Work instruction — Your answer should consist solely of the lines from the first line of the data through the line with "Enable verbose logging", each reproduced exactly.
------ Given data
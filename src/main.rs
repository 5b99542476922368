//! Authorcheck CLI - classify text as human- or AI-written and audit past results

mod commands;

use authorcheck::config;
use authorcheck::ui;
use authorcheck::{DetectorConfig, Registry};
use clap::{Parser, Subcommand, ValueEnum};
use std::path::{Path, PathBuf};
use tracing_subscriber::{EnvFilter, fmt, prelude::*};

#[derive(Parser)]
#[command(name = "authorcheck")]
#[command(version)]
#[command(about = "Human vs AI authorship detector with an auditable classification log")]
#[command(long_about = r#"
Authorcheck scores a text sample with a pre-trained classifier and records
every result in a local SQLite database.

Example usage:
  authorcheck classify --model "Random Forest" --file abstract.txt
  authorcheck history --limit 20
  authorcheck delete 4 7
"#)]
struct Cli {
    /// Enable verbose logging
    #[arg(short, long, global = true)]
    verbose: bool,

    /// Path to the config file (defaults to ./authorcheck.toml)
    #[arg(short, long, global = true)]
    config: Option<PathBuf>,

    /// Output format
    #[arg(long, global = true, value_enum, default_value_t = OutputMode::Human)]
    format: OutputMode,

    #[command(subcommand)]
    command: Commands,
}

#[derive(Debug, Clone, Copy, PartialEq, Eq, ValueEnum)]
pub enum OutputMode {
    Human,
    Json,
}

impl OutputMode {
    pub fn is_human(&self) -> bool {
        matches!(self, OutputMode::Human)
    }
}

/// Print a JSON success envelope for `command`
pub fn emit_success(mode: OutputMode, command: &str, data: serde_json::Value) -> anyhow::Result<()> {
    if mode.is_human() {
        return Ok(());
    }
    let envelope = serde_json::json!({
        "ok": true,
        "command": command,
        "data": data,
    });
    println!("{}", serde_json::to_string_pretty(&envelope)?);
    Ok(())
}

#[derive(Subcommand)]
enum Commands {
    /// Score a text sample and log the result
    Classify {
        /// Model display name, e.g. "Random Forest"
        #[arg(short, long)]
        model: String,

        /// Text to analyze
        #[arg(short, long, conflicts_with = "file")]
        text: Option<String>,

        /// Read the text from a file (stdin is used when neither is given)
        #[arg(short, long)]
        file: Option<PathBuf>,

        /// Score only, do not write to the history log
        #[arg(long)]
        no_log: bool,
    },

    /// Show logged classifications, newest first
    History {
        /// Maximum number of rows
        #[arg(short, long)]
        limit: Option<usize>,
    },

    /// Delete history entries by id
    Delete {
        /// Entry ids
        #[arg(required = true)]
        ids: Vec<i64>,
    },

    /// Show which model artifacts loaded
    Models,

    /// Show statistics about the classification log
    Stats,

    /// Write a default config file and create the database directory
    Init {
        /// Overwrite an existing config file
        #[arg(long)]
        force: bool,
    },
}

fn resolve_config(path: Option<&Path>) -> anyhow::Result<(DetectorConfig, PathBuf)> {
    let config_path = path.map(Path::to_path_buf).unwrap_or_else(config::default_config_path);
    let loaded = config::load_config(Some(&config_path))?;
    if loaded.is_none() && path.is_some() {
        anyhow::bail!("config file not found: {}", config_path.display());
    }

    // Relative locations in the config are resolved next to the config file
    let base = match config_path.parent() {
        Some(parent) if !parent.as_os_str().is_empty() => parent.to_path_buf(),
        _ => std::env::current_dir()?,
    };
    Ok((loaded.unwrap_or_default(), base))
}

/// Log level used when `RUST_LOG` is unset
fn default_log_level(verbose: bool) -> &'static str {
    if verbose { "debug" } else { "warn" }
}

fn main() {
    if let Err(e) = run() {
        ui::error(&format!("{:#}", e));
        std::process::exit(1);
    }
}

fn run() -> anyhow::Result<()> {
    let cli = Cli::parse();

    // Initialize logging
    let filter = EnvFilter::try_from_default_env().unwrap_or_else(|_| EnvFilter::new(default_log_level(cli.verbose)));

    tracing_subscriber::registry()
        .with(fmt::layer().with_writer(std::io::stderr))
        .with(filter)
        .init();

    let mode = cli.format;
    let config_path = cli.config;
    let registry = || -> anyhow::Result<Registry> {
        let (detector_config, base) = resolve_config(config_path.as_deref())?;
        tracing::debug!("Resolving paths against {}", base.display());
        Ok(Registry::from_config(&detector_config, &base))
    };

    match cli.command {
        Commands::Classify {
            model,
            text,
            file,
            no_log,
        } => {
            let text = commands::read_input(text, file.as_deref())?;
            commands::run_classify(mode, &registry()?, &model, &text, !no_log)
        }
        Commands::History { limit } => commands::run_history(mode, &registry()?, limit),
        Commands::Delete { ids } => commands::run_delete(mode, &registry()?, &ids),
        Commands::Models => commands::run_models(mode, &registry()?),
        Commands::Stats => commands::run_stats(mode, &registry()?),
        Commands::Init { force } => {
            let path = config_path
                .clone()
                .unwrap_or_else(config::default_config_path);
            commands::run_init(mode, &path, force)
        }
    }
}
------------
Solution for this problem —
filename src/main.rs
repository 5b99542476922368
//! Authorcheck CLI - classify text as human- or AI-written and audit past results

mod commands;

use authorcheck::config;
use authorcheck::ui;
use authorcheck::{DetectorConfig, Registry};
use clap::{Parser, Subcommand, ValueEnum};
use std::path::{Path, PathBuf};
use tracing_subscriber::{EnvFilter, fmt, prelude::*};

#[derive(Parser)]
#[command(name = "authorcheck")]
#[command(version)]
#[command(about = "Human vs AI authorship detector with an auditable classification log")]
#[command(long_about = r#"
Authorcheck scores a text sample with a pre-trained classifier and records
every result in a local SQLite database.

Example usage:
  authorcheck classify --model "Random Forest" --file abstract.txt
  authorcheck history --limit 20
  authorcheck delete 4 7
"#)]
struct Cli {
    /// Enable verbose logging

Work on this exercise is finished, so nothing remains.